I was at school in the UK for some time, and I confess I could never put my own children through that experience :( I grew up in a much more conservative society where school was a "safe place" with firm boundaries... my school in the UK was the seventh circle of hell in comparison. Girls raped on the playground, lads attacking teachers with chairs, disruption in every single class, etc. Too much for me. My little sister was also bullied appallingly in a way that still scars her today. Luckily I was a stronger personality and didn't attract that sort of attention myself.

That and the GP I went to was always so blatantly nasty to me and my family. I could never understand that. We struggled to adjust to our move & I always felt the GP resented us non-English coming into his office and "wasting his time".

Besides that, I loved the UK. I still miss the food dreadfully. I still buy Yorkshire Tea online and dream about proper pork sausages with Maris Piper mash. Mr Kipling mini apple pies. The chocolate, bread and milk were wonderful. I really miss pub culture, and how really genuinely lovely my [somewhat rough compared to those at home] UK friends were. I miss the shops, and the high streets. I miss the loveliness of the English countryside.

North America is my preference though. People are sweeter, gentler and more innocent here somehow. Very inclusive.

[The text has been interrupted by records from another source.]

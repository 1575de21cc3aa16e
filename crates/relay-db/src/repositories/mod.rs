//! PostgreSQL repository implementations

mod error;
mod message;
mod reaction;

pub use message::PgMessageRepository;
pub use reaction::PgReactionRepository;
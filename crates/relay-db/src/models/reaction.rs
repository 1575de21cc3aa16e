//! Reaction database models

use chrono::{DateTime, Utc};
use sqlx::FromRow;
use uuid::Uuid;

/// Database model for message_reactions table
#[derive(Debug, Clone, FromRow)]
pub struct ReactionModel {
    pub id: Uuid,
    pub message_id: Uuid,
    /// Reaction kind: 'like', 'love', ... (stored in the `type` column)
    #[sqlx(rename = "type")]
    pub kind: String,
    pub score: i32,
    pub user_id: String,
    pub created_at: DateTime<Utc>,
}

/// Row shape for reaction counts grouped by kind
#[derive(Debug, Clone, FromRow)]
pub struct ReactionCountModel {
    pub message_id: Uuid,
    #[sqlx(rename = "type")]
    pub kind: String,
    pub count: i64,
}
//! Service context - dependency container for services
//!
//! Holds the repositories, the message cache, and the connection pools
//! needed by services.

use std::sync::Arc;

use relay_cache::{MessageCache, SharedRedisPool};
use relay_core::traits::{MessageRepository, ReactionRepository};
use relay_db::PgPool;

/// Service context containing all dependencies
///
/// This is the main dependency container that gets passed to all services.
/// It provides access to:
/// - Durable-store repositories
/// - The Redis-backed message cache
/// - The underlying pools (for health checks)
#[derive(Clone)]
pub struct ServiceContext {
    // Database pool
    pool: PgPool,

    // Redis pool
    redis_pool: SharedRedisPool,

    // Repositories
    message_repo: Arc<dyn MessageRepository>,
    reaction_repo: Arc<dyn ReactionRepository>,

    // Cache store
    message_cache: MessageCache,
}

impl ServiceContext {
    /// Create a new service context with all dependencies
    pub fn new(
        pool: PgPool,
        redis_pool: SharedRedisPool,
        message_repo: Arc<dyn MessageRepository>,
        reaction_repo: Arc<dyn ReactionRepository>,
        message_cache: MessageCache,
    ) -> Self {
        Self {
            pool,
            redis_pool,
            message_repo,
            reaction_repo,
            message_cache,
        }
    }

    /// Get the PostgreSQL connection pool
    pub fn pool(&self) -> &PgPool {
        &self.pool
    }

    /// Get the Redis connection pool
    pub fn redis_pool(&self) -> &SharedRedisPool {
        &self.redis_pool
    }

    /// Get the message repository
    pub fn message_repo(&self) -> &dyn MessageRepository {
        self.message_repo.as_ref()
    }

    /// Get the reaction repository
    pub fn reaction_repo(&self) -> &dyn ReactionRepository {
        self.reaction_repo.as_ref()
    }

    /// Get the message cache
    pub fn message_cache(&self) -> &MessageCache {
        &self.message_cache
    }
}

impl std::fmt::Debug for ServiceContext {
    fn fmt(&self, f: &mut std::fmt::Formatter<'_>) -> std::fmt::Result {
        f.debug_struct("ServiceContext")
            .field("pool", &"PgPool")
            .field("redis_pool", &"SharedRedisPool")
            .field("message_cache", &self.message_cache)
            .finish()
    }
}

/// Builder for creating ServiceContext with custom configuration
pub struct ServiceContextBuilder {
    pool: Option<PgPool>,
    redis_pool: Option<SharedRedisPool>,
    message_repo: Option<Arc<dyn MessageRepository>>,
    reaction_repo: Option<Arc<dyn ReactionRepository>>,
    message_cache: Option<MessageCache>,
}

impl ServiceContextBuilder {
    pub fn new() -> Self {
        Self {
            pool: None,
            redis_pool: None,
            message_repo: None,
            reaction_repo: None,
            message_cache: None,
        }
    }

    pub fn pool(mut self, pool: PgPool) -> Self {
        self.pool = Some(pool);
        self
    }

    pub fn redis_pool(mut self, redis_pool: SharedRedisPool) -> Self {
        self.redis_pool = Some(redis_pool);
        self
    }

    pub fn message_repo(mut self, repo: Arc<dyn MessageRepository>) -> Self {
        self.message_repo = Some(repo);
        self
    }

    pub fn reaction_repo(mut self, repo: Arc<dyn ReactionRepository>) -> Self {
        self.reaction_repo = Some(repo);
        self
    }

    pub fn message_cache(mut self, cache: MessageCache) -> Self {
        self.message_cache = Some(cache);
        self
    }

    /// Build the ServiceContext
    ///
    /// # Errors
    /// Returns `ServiceError::Validation` if any required dependency is missing
    pub fn build(self) -> super::error::ServiceResult<ServiceContext> {
        Ok(ServiceContext::new(
            self.pool
                .ok_or_else(|| super::error::ServiceError::validation("pool is required"))?,
            self.redis_pool
                .ok_or_else(|| super::error::ServiceError::validation("redis_pool is required"))?,
            self.message_repo
                .ok_or_else(|| super::error::ServiceError::validation("message_repo is required"))?,
            self.reaction_repo
                .ok_or_else(|| super::error::ServiceError::validation("reaction_repo is required"))?,
            self.message_cache
                .ok_or_else(|| super::error::ServiceError::validation("message_cache is required"))?,
        ))
    }
}

impl Default for ServiceContextBuilder {
    fn default() -> Self {
        Self::new()
    }
}
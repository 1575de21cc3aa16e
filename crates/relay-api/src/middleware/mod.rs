//! Middleware stack for the API server
//!
//! Provides logging, request ID generation, CORS, and request timeouts.

use axum::{
    body::Body,
    http::{header, Method, Request, StatusCode},
    Router,
};
use std::time::Duration;
use tower::ServiceBuilder;
use tower_http::{
    cors::{Any, CorsLayer},
    request_id::{MakeRequestUuid, PropagateRequestIdLayer, SetRequestIdLayer},
    timeout::TimeoutLayer,
    trace::{DefaultOnRequest, DefaultOnResponse, TraceLayer},
};
use tracing::Level;

use crate::state::AppState;

/// Header name for request ID
pub const REQUEST_ID_HEADER: &str = "x-request-id";

/// Apply middleware stack to the router
pub fn apply_middleware(router: Router<AppState>) -> Router<AppState> {
    router.layer(
        ServiceBuilder::new()
            // Request ID
            .layer(SetRequestIdLayer::new(
                header::HeaderName::from_static(REQUEST_ID_HEADER),
                MakeRequestUuid,
            ))
            .layer(PropagateRequestIdLayer::new(header::HeaderName::from_static(
                REQUEST_ID_HEADER,
            )))
            // Tracing
            .layer(
                TraceLayer::new_for_http()
                    .make_span_with(|request: &Request<Body>| {
                        let request_id = request
                            .headers()
                            .get(REQUEST_ID_HEADER)
                            .and_then(|v| v.to_str().ok())
                            .unwrap_or("unknown");

                        tracing::info_span!(
                            "http_request",
                            method = %request.method(),
                            uri = %request.uri(),
                            request_id = %request_id,
                        )
                    })
                    .on_request(DefaultOnRequest::new().level(Level::INFO))
                    .on_response(DefaultOnResponse::new().level(Level::INFO)),
            )
            // Timeout (returns 503 Service Unavailable on timeout)
            .layer(TimeoutLayer::with_status_code(
                StatusCode::SERVICE_UNAVAILABLE,
                Duration::from_secs(30),
            ))
            // CORS
            .layer(create_cors_layer()),
    )
}

/// Create a permissive CORS layer
fn create_cors_layer() -> CorsLayer {
    CorsLayer::new()
        .allow_methods([Method::GET, Method::POST, Method::OPTIONS])
        .allow_headers([
            header::CONTENT_TYPE,
            header::ACCEPT,
            header::HeaderName::from_static(REQUEST_ID_HEADER),
        ])
        .allow_origin(Any)
        .expose_headers([header::HeaderName::from_static(REQUEST_ID_HEADER)])
}
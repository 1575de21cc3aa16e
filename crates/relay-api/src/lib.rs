//! # relay-api
//!
//! REST API server built with Axum framework.

pub mod extractors;
pub mod handlers;
pub mod middleware;
pub mod response;
pub mod routes;
pub mod server;
pub mod state;

pub use server::{create_app, create_app_state, run, run_server};
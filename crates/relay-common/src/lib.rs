//! # relay-common
//!
//! Shared utilities including configuration, error handling, and telemetry.

pub mod config;
pub mod error;
pub mod telemetry;

// Re-export commonly used types at crate root
pub use config::{
    AppConfig, AppSettings, CacheConfig, ConfigError, DatabaseConfig, Environment, RedisConfig,
    ServerConfig,
};
pub use error::{AppError, AppResult, ErrorResponse};
pub use telemetry::{
    init_tracing, init_tracing_with_config, try_init_tracing, try_init_tracing_with_config,
    TracingConfig, TracingError,
};
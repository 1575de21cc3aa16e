//! Message cache storage in Redis.
//!
//! Keeps the newest messages in a fixed-size window: each message is a JSON
//! record under its own key, and a sorted set indexes the record keys by
//! creation timestamp. Inserting past capacity trims the oldest entries from
//! both structures.

use std::time::Duration;

use chrono::{DateTime, Utc};
use redis::AsyncCommands;
use serde::{Deserialize, Serialize};
use tokio::time::timeout;
use uuid::Uuid;

use relay_core::entities::{Message, ReactionCount};

use crate::pool::{CacheError, CacheResult, RedisPool};

/// Key prefix for message records
const MESSAGE_KEY_PREFIX: &str = "message:";
/// Key of the sorted set indexing record keys by creation time
const MESSAGE_INDEX_KEY: &str = "messages";

/// Default deadline for a single cache operation
const DEFAULT_OP_DEADLINE: Duration = Duration::from_millis(250);

/// Cached message record as stored in Redis
#[derive(Debug, Clone, Serialize, Deserialize)]
struct CachedMessage {
    id: Uuid,
    text: String,
    user_id: String,
    created_at: DateTime<Utc>,
    #[serde(default)]
    reaction_counts: Vec<CachedReactionCount>,
}

/// Reaction aggregate as serialized inside the cached record
#[derive(Debug, Clone, Serialize, Deserialize)]
struct CachedReactionCount {
    #[serde(rename = "type")]
    kind: String,
    count: i64,
}

impl From<&Message> for CachedMessage {
    fn from(message: &Message) -> Self {
        Self {
            id: message.id,
            text: message.text.clone(),
            user_id: message.user_id.clone(),
            created_at: message.created_at,
            reaction_counts: message
                .reaction_counts
                .iter()
                .map(|c| CachedReactionCount {
                    kind: c.kind.clone(),
                    count: c.count,
                })
                .collect(),
        }
    }
}

impl From<CachedMessage> for Message {
    fn from(record: CachedMessage) -> Self {
        Message {
            id: record.id,
            text: record.text,
            user_id: record.user_id,
            created_at: record.created_at,
            reaction_counts: record
                .reaction_counts
                .into_iter()
                .map(|c| ReactionCount::new(c.kind, c.count))
                .collect(),
        }
    }
}

/// Bounded cache over the newest messages
#[derive(Clone)]
pub struct MessageCache {
    pool: RedisPool,
    capacity: usize,
    op_deadline: Duration,
}

impl MessageCache {
    /// Create a new message cache holding at most `capacity` entries
    #[must_use]
    pub fn new(pool: RedisPool, capacity: usize) -> Self {
        Self {
            pool,
            capacity,
            op_deadline: DEFAULT_OP_DEADLINE,
        }
    }

    /// Create a message cache from relay-common config
    #[must_use]
    pub fn from_config(pool: RedisPool, config: &relay_common::CacheConfig) -> Self {
        Self::new(pool, config.capacity).with_deadline(Duration::from_millis(config.op_timeout_ms))
    }

    /// Override the per-operation deadline
    #[must_use]
    pub fn with_deadline(mut self, deadline: Duration) -> Self {
        self.op_deadline = deadline;
        self
    }

    /// The configured capacity of the window
    #[must_use]
    pub fn capacity(&self) -> usize {
        self.capacity
    }

    /// Generate the Redis key for a message record
    fn message_key(id: Uuid) -> String {
        format!("{MESSAGE_KEY_PREFIX}{id}")
    }

    /// Index score for a message: creation time at nanosecond resolution.
    /// Equal scores fall back to the sorted set's lexicographic member
    /// ordering, which keeps the order total.
    fn score(created_at: DateTime<Utc>) -> f64 {
        created_at.timestamp_nanos_opt().unwrap_or(i64::MAX) as f64
    }

    /// Store a message and index it by creation time, then trim the window
    /// back to capacity.
    pub async fn insert(&self, message: &Message) -> CacheResult<()> {
        timeout(self.op_deadline, self.insert_inner(message))
            .await
            .map_err(|_| CacheError::Timeout)??;

        tracing::debug!(
            message_id = %message.id,
            capacity = self.capacity,
            "Cached message"
        );

        Ok(())
    }

    async fn insert_inner(&self, message: &Message) -> CacheResult<()> {
        let payload = serde_json::to_string(&CachedMessage::from(message))?;
        let key = Self::message_key(message.id);

        let mut conn = self.pool.get().await?;

        // Record and index entry land in one MULTI/EXEC unit so the two
        // views cannot diverge.
        redis::pipe()
            .atomic()
            .set(&key, payload)
            .ignore()
            .zadd(MESSAGE_INDEX_KEY, &key, Self::score(message.created_at))
            .ignore()
            .query_async::<()>(&mut conn)
            .await?;

        self.evict_oldest(&mut conn).await
    }

    /// Drop every entry beyond the newest `capacity` from both the index
    /// and the keyed records.
    async fn evict_oldest(&self, conn: &mut deadpool_redis::Connection) -> CacheResult<()> {
        let stale: Vec<String> = conn
            .zrange(MESSAGE_INDEX_KEY, 0, -(self.capacity as isize) - 1)
            .await?;

        if stale.is_empty() {
            return Ok(());
        }

        let mut pipe = redis::pipe();
        pipe.atomic();
        for key in &stale {
            pipe.zrem(MESSAGE_INDEX_KEY, key).ignore();
            pipe.del(key).ignore();
        }
        pipe.query_async::<()>(conn).await?;

        tracing::debug!(evicted = stale.len(), "Trimmed message cache");

        Ok(())
    }

    /// Return all cached messages, newest first.
    pub async fn list(&self) -> CacheResult<Vec<Message>> {
        timeout(self.op_deadline, self.list_inner())
            .await
            .map_err(|_| CacheError::Timeout)?
    }

    async fn list_inner(&self) -> CacheResult<Vec<Message>> {
        let mut conn = self.pool.get().await?;

        let keys: Vec<String> = conn.zrevrange(MESSAGE_INDEX_KEY, 0, -1).await?;
        if keys.is_empty() {
            return Ok(Vec::new());
        }

        let payloads: Vec<Option<String>> = redis::cmd("MGET")
            .arg(&keys)
            .query_async(&mut conn)
            .await?;

        let mut messages = Vec::with_capacity(keys.len());
        // A record missing behind its index entry means a concurrent
        // delete landed between the two reads; skip it.
        for payload in payloads.into_iter().flatten() {
            let record: CachedMessage = serde_json::from_str(&payload)?;
            messages.push(record.into());
        }

        Ok(messages)
    }

    /// Point lookup by message id. A miss is `Ok(None)`, not an error.
    pub async fn get(&self, id: Uuid) -> CacheResult<Option<Message>> {
        timeout(self.op_deadline, self.get_inner(id))
            .await
            .map_err(|_| CacheError::Timeout)?
    }

    async fn get_inner(&self, id: Uuid) -> CacheResult<Option<Message>> {
        let key = Self::message_key(id);
        let record: Option<CachedMessage> = self.pool.get_value(&key).await?;
        Ok(record.map(Message::from))
    }

    /// Remove a message from the record store and the index. Deleting an
    /// absent id succeeds with no effect.
    pub async fn delete(&self, id: Uuid) -> CacheResult<()> {
        timeout(self.op_deadline, self.delete_inner(id))
            .await
            .map_err(|_| CacheError::Timeout)??;

        tracing::debug!(message_id = %id, "Removed message from cache");

        Ok(())
    }

    async fn delete_inner(&self, id: Uuid) -> CacheResult<()> {
        let key = Self::message_key(id);
        let mut conn = self.pool.get().await?;

        redis::pipe()
            .atomic()
            .del(&key)
            .ignore()
            .zrem(MESSAGE_INDEX_KEY, &key)
            .ignore()
            .query_async::<()>(&mut conn)
            .await?;

        Ok(())
    }
}

impl std::fmt::Debug for MessageCache {
    fn fmt(&self, f: &mut std::fmt::Formatter<'_>) -> std::fmt::Result {
        f.debug_struct("MessageCache")
            .field("capacity", &self.capacity)
            .field("op_deadline", &self.op_deadline)
            .finish()
    }
}
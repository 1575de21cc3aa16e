//! Redis connection pool using deadpool-redis.
//!
//! Provides a managed pool of Redis connections for efficient resource usage.

use deadpool_redis::{Config, Pool, Runtime};
use redis::AsyncCommands;
use std::sync::Arc;

/// Redis pool configuration
#[derive(Debug, Clone)]
pub struct RedisPoolConfig {
    /// Redis connection URL (e.g., `redis://localhost:6379`)
    pub url: String,
    /// Maximum number of connections in the pool
    pub max_connections: usize,
}

impl Default for RedisPoolConfig {
    fn default() -> Self {
        Self {
            url: "redis://127.0.0.1:6379".to_string(),
            max_connections: 16,
        }
    }
}

impl From<&relay_common::RedisConfig> for RedisPoolConfig {
    fn from(config: &relay_common::RedisConfig) -> Self {
        Self {
            url: config.url.clone(),
            max_connections: config.max_connections as usize,
        }
    }
}

/// Error type for cache operations
#[derive(Debug, thiserror::Error)]
pub enum CacheError {
    #[error("Failed to create Redis pool: {0}")]
    CreatePool(String),

    #[error("Failed to get connection from pool: {0}")]
    GetConnection(#[from] deadpool_redis::PoolError),

    #[error("Redis command error: {0}")]
    Redis(#[from] redis::RedisError),

    #[error("Serialization error: {0}")]
    Serialization(#[from] serde_json::Error),

    #[error("Cache operation deadline exceeded")]
    Timeout,
}

/// Result type for cache operations
pub type CacheResult<T> = Result<T, CacheError>;

/// Managed Redis connection pool
#[derive(Clone)]
pub struct RedisPool {
    pool: Pool,
}

impl std::fmt::Debug for RedisPool {
    fn fmt(&self, f: &mut std::fmt::Formatter<'_>) -> std::fmt::Result {
        f.debug_struct("RedisPool")
            .field("status", &self.pool.status())
            .finish()
    }
}

impl RedisPool {
    /// Create a new Redis pool with the given configuration
    pub fn new(config: RedisPoolConfig) -> CacheResult<Self> {
        let cfg = Config::from_url(&config.url);
        let pool = cfg
            .builder()
            .map_err(|e| CacheError::CreatePool(e.to_string()))?
            .max_size(config.max_connections)
            .runtime(Runtime::Tokio1)
            .build()
            .map_err(|e| CacheError::CreatePool(e.to_string()))?;

        // Redact credentials from URL for logging
        let safe_url = config.url.split('@').next_back().unwrap_or(&config.url);
        tracing::info!(
            url = %safe_url,
            max_connections = config.max_connections,
            "Redis pool created"
        );

        Ok(Self { pool })
    }

    /// Create a new Redis pool from relay-common config
    pub fn from_config(config: &relay_common::RedisConfig) -> CacheResult<Self> {
        Self::new(RedisPoolConfig::from(config))
    }

    /// Get a connection from the pool
    pub async fn get(&self) -> CacheResult<deadpool_redis::Connection> {
        self.pool.get().await.map_err(CacheError::GetConnection)
    }

    /// Get the current pool status
    #[must_use]
    pub fn status(&self) -> deadpool_redis::Status {
        self.pool.status()
    }

    /// Check if the pool is healthy by pinging Redis
    pub async fn health_check(&self) -> CacheResult<()> {
        let mut conn = self.get().await?;
        redis::cmd("PING")
            .query_async::<String>(&mut conn)
            .await?;
        Ok(())
    }

    /// Get a JSON value by key, `None` when the key is absent
    pub async fn get_value<V: serde::de::DeserializeOwned>(
        &self,
        key: &str,
    ) -> CacheResult<Option<V>> {
        let mut conn = self.get().await?;
        let value: Option<String> = conn.get(key).await?;

        match value {
            Some(v) => Ok(Some(serde_json::from_str(&v)?)),
            None => Ok(None),
        }
    }
}

/// Shared Redis pool wrapped in Arc for easy cloning
pub type SharedRedisPool = Arc<RedisPool>;

/// Create a shared Redis pool
pub fn create_shared_pool(config: RedisPoolConfig) -> CacheResult<SharedRedisPool> {
    Ok(Arc::new(RedisPool::new(config)?))
}
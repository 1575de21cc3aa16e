//! PostgreSQL implementation of ReactionRepository

use async_trait::async_trait;
use sqlx::PgPool;
use tracing::instrument;

use relay_core::entities::{Reaction, ReactionDraft};
use relay_core::traits::{ReactionRepository, RepoResult};

use crate::models::ReactionModel;

use super::error::map_reaction_insert_error;

/// PostgreSQL implementation of ReactionRepository
#[derive(Clone)]
pub struct PgReactionRepository {
    pool: PgPool,
}

impl PgReactionRepository {
    /// Create a new PgReactionRepository
    pub fn new(pool: PgPool) -> Self {
        Self { pool }
    }
}

#[async_trait]
impl ReactionRepository for PgReactionRepository {
    #[instrument(skip(self, draft))]
    async fn insert(&self, draft: ReactionDraft) -> RepoResult<Reaction> {
        let result = sqlx::query_as::<_, ReactionModel>(
            r#"
            INSERT INTO message_reactions (message_id, type, score, user_id)
            VALUES ($1, $2, $3, $4)
            RETURNING id, message_id, type, score, user_id, created_at
            "#,
        )
        .bind(draft.message_id)
        .bind(&draft.kind)
        .bind(draft.score)
        .bind(&draft.user_id)
        .fetch_one(&self.pool)
        .await
        .map_err(|e| map_reaction_insert_error(e, draft.message_id))?;

        Ok(Reaction::from(result))
    }
}
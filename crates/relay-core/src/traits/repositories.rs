//! Repository traits (ports) - define the interface for durable storage
//!
//! The domain layer defines what it needs, and the infrastructure layer
//! provides the implementation.

use async_trait::async_trait;
use uuid::Uuid;

use crate::entities::{Message, MessageDraft, Reaction, ReactionDraft};
use crate::error::DomainError;

/// Result type for repository operations
pub type RepoResult<T> = Result<T, DomainError>;

// ============================================================================
// Message Repository
// ============================================================================

#[async_trait]
pub trait MessageRepository: Send + Sync {
    /// List messages newest-first, skipping `offset` and returning at most
    /// `limit`. Messages whose id appears in `exclude_ids` are filtered out
    /// before offset and limit apply; an empty slice excludes nothing.
    async fn list(&self, limit: i64, offset: i64, exclude_ids: &[Uuid]) -> RepoResult<Vec<Message>>;

    /// Insert a message. The returned entity carries the store-assigned
    /// id and creation timestamp.
    async fn insert(&self, draft: MessageDraft) -> RepoResult<Message>;
}

// ============================================================================
// Reaction Repository
// ============================================================================

#[async_trait]
pub trait ReactionRepository: Send + Sync {
    /// Insert a reaction. The returned entity carries the store-assigned
    /// id and creation timestamp.
    ///
    /// Returns `DomainError::ReactionAlreadyExists` when the user has
    /// already reacted to the message.
    async fn insert(&self, draft: ReactionDraft) -> RepoResult<Reaction>;
}
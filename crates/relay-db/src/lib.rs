//! # relay-db
//!
//! Database layer implementing repository traits with PostgreSQL via SQLx.
//!
//! ## Overview
//!
//! This crate provides PostgreSQL implementations for the repository traits
//! defined in `relay-core`. It handles:
//!
//! - Connection pool management
//! - Database models with SQLx `FromRow` derives
//! - Entity ↔ Model mappers
//! - Repository implementations
//!
//! ## Usage
//!
//! ```rust,ignore
//! use relay_db::pool::{create_pool, DatabaseConfig};
//! use relay_db::repositories::PgMessageRepository;
//! use relay_core::traits::MessageRepository;
//!
//! async fn example() -> Result<(), Box<dyn std::error::Error>> {
//!     let config = DatabaseConfig::from_env();
//!     let pool = create_pool(&config).await?;
//!     let message_repo = PgMessageRepository::new(pool);
//!
//!     // Use the repository...
//!     Ok(())
//! }
//! ```

pub mod mappers;
pub mod models;
pub mod pool;
pub mod repositories;

// Re-export commonly used types
pub use pool::{create_pool, create_pool_from_env, DatabaseConfig, PgPool};
pub use repositories::{PgMessageRepository, PgReactionRepository};
//! Message service
//!
//! Handles message creation and the cache-assisted paginated listing.

use tracing::{debug, info, instrument, warn};
use uuid::Uuid;

use relay_core::entities::{Message, MessageDraft};

use crate::dto::{CreateMessageRequest, MessageResponse};

use super::context::ServiceContext;
use super::error::ServiceResult;

/// Portion of a page resolved against the cache window, and what is still
/// owed by the durable store.
struct PagePlan {
    /// Cache entries that belong on the requested page, newest first
    page_items: Vec<Message>,
    /// How many more items the durable store must provide
    need: i64,
    /// Offset into the durable listing once the cached ids are excluded
    db_offset: i64,
    /// Every id the cache returned, excluded from the durable query so the
    /// boundary between cached and evicted entries cannot produce duplicates
    exclude: Vec<Uuid>,
}

/// Split a page between the cache window and the durable store.
///
/// The cache result is trusted as the newest-N prefix of the global order,
/// so the page takes `cached[offset..offset+page_size]` and the remainder
/// comes from the durable store with all cached ids excluded. Within that
/// exclusion-filtered order the leftover items start right after the
/// cache-covered range.
fn plan_page(cached: Vec<Message>, offset: i64, page_size: i64) -> PagePlan {
    let exclude: Vec<Uuid> = cached.iter().map(|m| m.id).collect();
    let covered = cached.len() as i64;

    let skip = offset.min(covered) as usize;
    let page_items: Vec<Message> = cached
        .into_iter()
        .skip(skip)
        .take(page_size as usize)
        .collect();

    PagePlan {
        need: page_size - page_items.len() as i64,
        db_offset: (offset - covered).max(0),
        page_items,
        exclude,
    }
}

/// Message service
pub struct MessageService<'a> {
    ctx: &'a ServiceContext,
}

impl<'a> MessageService<'a> {
    /// Create a new MessageService
    pub fn new(ctx: &'a ServiceContext) -> Self {
        Self { ctx }
    }

    /// Create a new message
    ///
    /// The durable insert is authoritative; mirroring the fresh message
    /// into the cache is best-effort and never fails the request.
    #[instrument(skip(self, request))]
    pub async fn create_message(&self, request: CreateMessageRequest) -> ServiceResult<MessageResponse> {
        let message = self
            .ctx
            .message_repo()
            .insert(MessageDraft {
                text: request.text,
                user_id: request.user_id,
            })
            .await?;

        if let Err(e) = self.ctx.message_cache().insert(&message).await {
            warn!(
                message_id = %message.id,
                error = %e,
                "Could not mirror message into cache"
            );
        }

        info!(message_id = %message.id, "Message created");

        Ok(MessageResponse::from(&message))
    }

    /// Produce page `page` (1-indexed) of size `page_size`, newest first.
    ///
    /// Pages that overlap the cache window are served from the cache first,
    /// with the durable store filling the remainder. Once the offset is past
    /// the window the cache cannot order anything, so the page comes from
    /// the durable store alone.
    #[instrument(skip(self))]
    pub async fn list_page(&self, page: i64, page_size: i64) -> ServiceResult<Vec<MessageResponse>> {
        let page = page.max(1);
        let page_size = page_size.clamp(1, 100);
        let offset = (page - 1) * page_size;
        let capacity = self.ctx.message_cache().capacity() as i64;

        if offset >= capacity {
            let messages = self
                .ctx
                .message_repo()
                .list(page_size, offset, &[])
                .await?;
            return Ok(messages.iter().map(MessageResponse::from).collect());
        }

        let mut messages = match self.ctx.message_cache().list().await {
            Ok(cached) => {
                debug!(count = cached.len(), "Serving page prefix from cache");

                let plan = plan_page(cached, offset, page_size);
                let mut messages = plan.page_items;
                if plan.need > 0 {
                    // The durable store is authoritative past the cached
                    // prefix; a failure here fails the request.
                    let remainder = self
                        .ctx
                        .message_repo()
                        .list(plan.need, plan.db_offset, &plan.exclude)
                        .await?;
                    messages.extend(remainder);
                }
                messages
            }
            Err(e) => {
                warn!(error = %e, "Cache listing failed, serving page from database");
                self.ctx.message_repo().list(page_size, offset, &[]).await?
            }
        };

        messages.truncate(page_size as usize);

        Ok(messages.iter().map(MessageResponse::from).collect())
    }
}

Everyone smiles at everyone, helps strangers in the street, loves to chat and make friends. If I could combine the innocence and openness of NAm with the things I love about the UK, it would be heaven.

My home country was and is third-world shithole though. So in answer to your question, YABU, living aboard is often as good as people think it will be... especially if their home is exceptionally shit.

oikopolis · 16/02/2012 19:03

The BBC is also fantastic. I still miss UK television/radio, especially the music programmes.

LadyHarrietDeSpook · 16/02/2012 19:15

Yes, YABU. it's MUCH BETTER than I ever dreamed it would be. I moved to England. Haven't looked back. So, you're wrong.

GreatEXPATations · 16/02/2012 19:20

that's very simplistic, she's "wrong"? it depends so much on where/who/how/what..take the time to read some people's experiences (including mine if you like) and see whether you change your mind. Glad it's worked out for you but some experiences can be truly awful, others confusing, still others so-so. great that yours isn't but don't dismiss others' realities.

ModernToss · 16/02/2012 19:45

I've lived abroad since 1986 - first Tokyo and then twenty years in Switzerland, with a year in Southern California in the middle (DH is American). Had our first child in Japan and the second in Switzerland. Giving birth is a good way to get to know interesting aspects of a culture.

It's all been great, but there are degrees of 'abroad' - Switzerland is a doddle compared to Japan. It's also different living in the Italian part of Switzerland compared to Zurich - more laid back, but everything still works. (And I have always had my own washing machine.)

Two years isn't really enough to get to know anywhere, I don't think - you are only just finding your feet then.

I said it had all been great, and it has - but one of these days I am coming back to England. The homesickness has finally got to me.

Francagoestohollywood · 16/02/2012 20:43

Lesley, wow, that sounds rather grim.

xmyboys · 16/02/2012 22:23

I

goodasgold · 18/02/2012 02:52

Sorry I can't get over 'girl raped in playground'.

When was this? I am quite avid over news, can you give me a link please?